Search code examples
pythonregexpython-2.7

Replace named captured groups with arbitrary values in Python


I need to replace the value inside a capture group of a regular expression with some arbitrary value; I've had a look at the re.sub, but it seems to be working in a different way.

I have a string like this one :

s = 'monthday=1, month=5, year=2018'

and I have a regex matching it with captured groups like the following :

regex = re.compile('monthday=(?P<d>\d{1,2}), month=(?P<m>\d{1,2}), year=(?P<Y>20\d{2})')

now I want to replace the group named d with aaa, the group named m with bbb and group named Y with ccc, like in the following example :

'monthday=aaa, month=bbb, year=ccc'

basically I want to keep all the non matching string and substitute the matching group with some arbitrary value.

Is there a way to achieve the desired result ?

Note

This is just an example, I could have other input regexs with different structure, but same name capturing groups ...

Update

Since it seems like most of the people are focusing on the sample data, I add another sample, let's say that I have this other input data and regex :

input = '2018-12-12'
regex = '((?P<Y>20\d{2})-(?P<m>[0-1]?\d)-(?P<d>\d{2}))'

as you can see I still have the same number of capturing groups(3) and they are named the same way, but the structure is totally different... What I need though is as before replacing the capturing group with some arbitrary text :

'ccc-bbb-aaa'

replace capture group named Y with ccc, the capture group named m with bbb and the capture group named d with aaa.

In the case, regexes are not the best tool for the job, I'm open to some other proposal that achieve my goal.


Solution

  • This is a completely backwards use of regex.

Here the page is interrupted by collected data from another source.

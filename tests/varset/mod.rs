// Copyright (c) Microsoft Corporation.
// Licensed under the MIT License.

#![cfg(test)]

use regolith::*;

fn vars(names: &[&str]) -> VarSet {
    names.iter().map(|n| Var::new(n)).collect()
}

#[test]
fn set_algebra() {
    let a = vars(&["x", "y", "z"]);
    let b = vars(&["y", "w"]);

    assert_eq!(a.diff(Some(&b)), vars(&["x", "z"]));
    assert_eq!(a.intersect(Some(&b)), vars(&["y"]));
    assert_eq!(a.union(Some(&b)), vars(&["w", "x", "y", "z"]));
    assert_eq!(
        a.union(Some(&b)).sorted(),
        vec![Var::new("w"), Var::new("x"), Var::new("y"), Var::new("z")]
    );
}

#[test]
fn diff_and_union_with_itself() {
    for s in [vars(&[]), vars(&["x"]), vars(&["x", "y", "z"])] {
        assert!(s.diff(Some(&s)).is_empty(), "{s}");
        assert_eq!(s.union(Some(&s)), s);
        assert!(s.union(Some(&s)).equal(Some(&s)));
    }

    let none: Option<&VarSet> = None;
    assert!(none.diff(None).is_empty());
    assert_eq!(none.union(None), VarSet::new());
}

#[test]
fn absent_set_behaves_as_empty() {
    let a = vars(&["x"]);
    let none: Option<&VarSet> = None;

    assert!(!none.contains_var(&Var::new("x")));
    assert_eq!(VarSetExt::len(&none), 0);
    assert!(VarSetExt::is_empty(&none));
    assert_eq!(none.diff(Some(&a)), VarSet::new());
    assert_eq!(none.union(Some(&a)), a);
    assert_eq!(a.diff(None), a);
    assert_eq!(a.intersect(None), VarSet::new());
    assert!(none.equal(Some(&VarSet::new())));
    assert!(!none.equal(Some(&a)));
}

#[test]
fn update_and_remove() {
    let mut a = vars(&["x"]);
    a.update(&vars(&["y"]));
    a.update(None::<&VarSet>);
    assert_eq!(a, vars(&["x", "y"]));

    assert!(a.remove(&Var::new("x")));
    assert!(!a.remove(&Var::new("x")));
    assert!(a.contains(&Var::new("y")));

    a.extend([Var::new("q")]);
    assert_eq!(a.to_string(), "[q y]");
}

The point of capture groups is to hold text you want to keep, not text you want to replace.

    Since you've written your regex the wrong way, you have to do most of the substitution operation manually:

    """
    Replaces the text captured by named groups.
    """
    def replace_groups(pattern, string, replacements):
        pattern = re.compile(pattern)
        # create a dict of {group_index: group_name} for use later
        groupnames = {index: name for name, index in pattern.groupindex.items()}
    
        def repl(match):
            # we have to split the matched text into chunks we want to keep and
            # chunks we want to replace
            # captured text will be replaced. uncaptured text will be kept.
            text = match.group()
            chunks = []
            lastindex = 0
            for i in range(1, pattern.groups+1):
                groupname = groupnames.get(i)
                if groupname not in replacements:
                    continue
    
                # keep the text between this match and the last
                chunks.append(text[lastindex:match.start(i)])
                # then instead of the captured text, insert the replacement text for this group
                chunks.append(replacements[groupname])
                lastindex = match.end(i)
            chunks.append(text[lastindex:])
            # join all the junks to obtain the final string with replacements
            return ''.join(chunks)
    
        # for each occurence call our custom replacement function
        return re.sub(pattern, repl, string)
    
    >>> replace_groups(pattern, s, {'d': 'aaa', 'm': 'bbb', 'Y': 'ccc'})
    'monthday=aaa, month=bbb, year=ccc'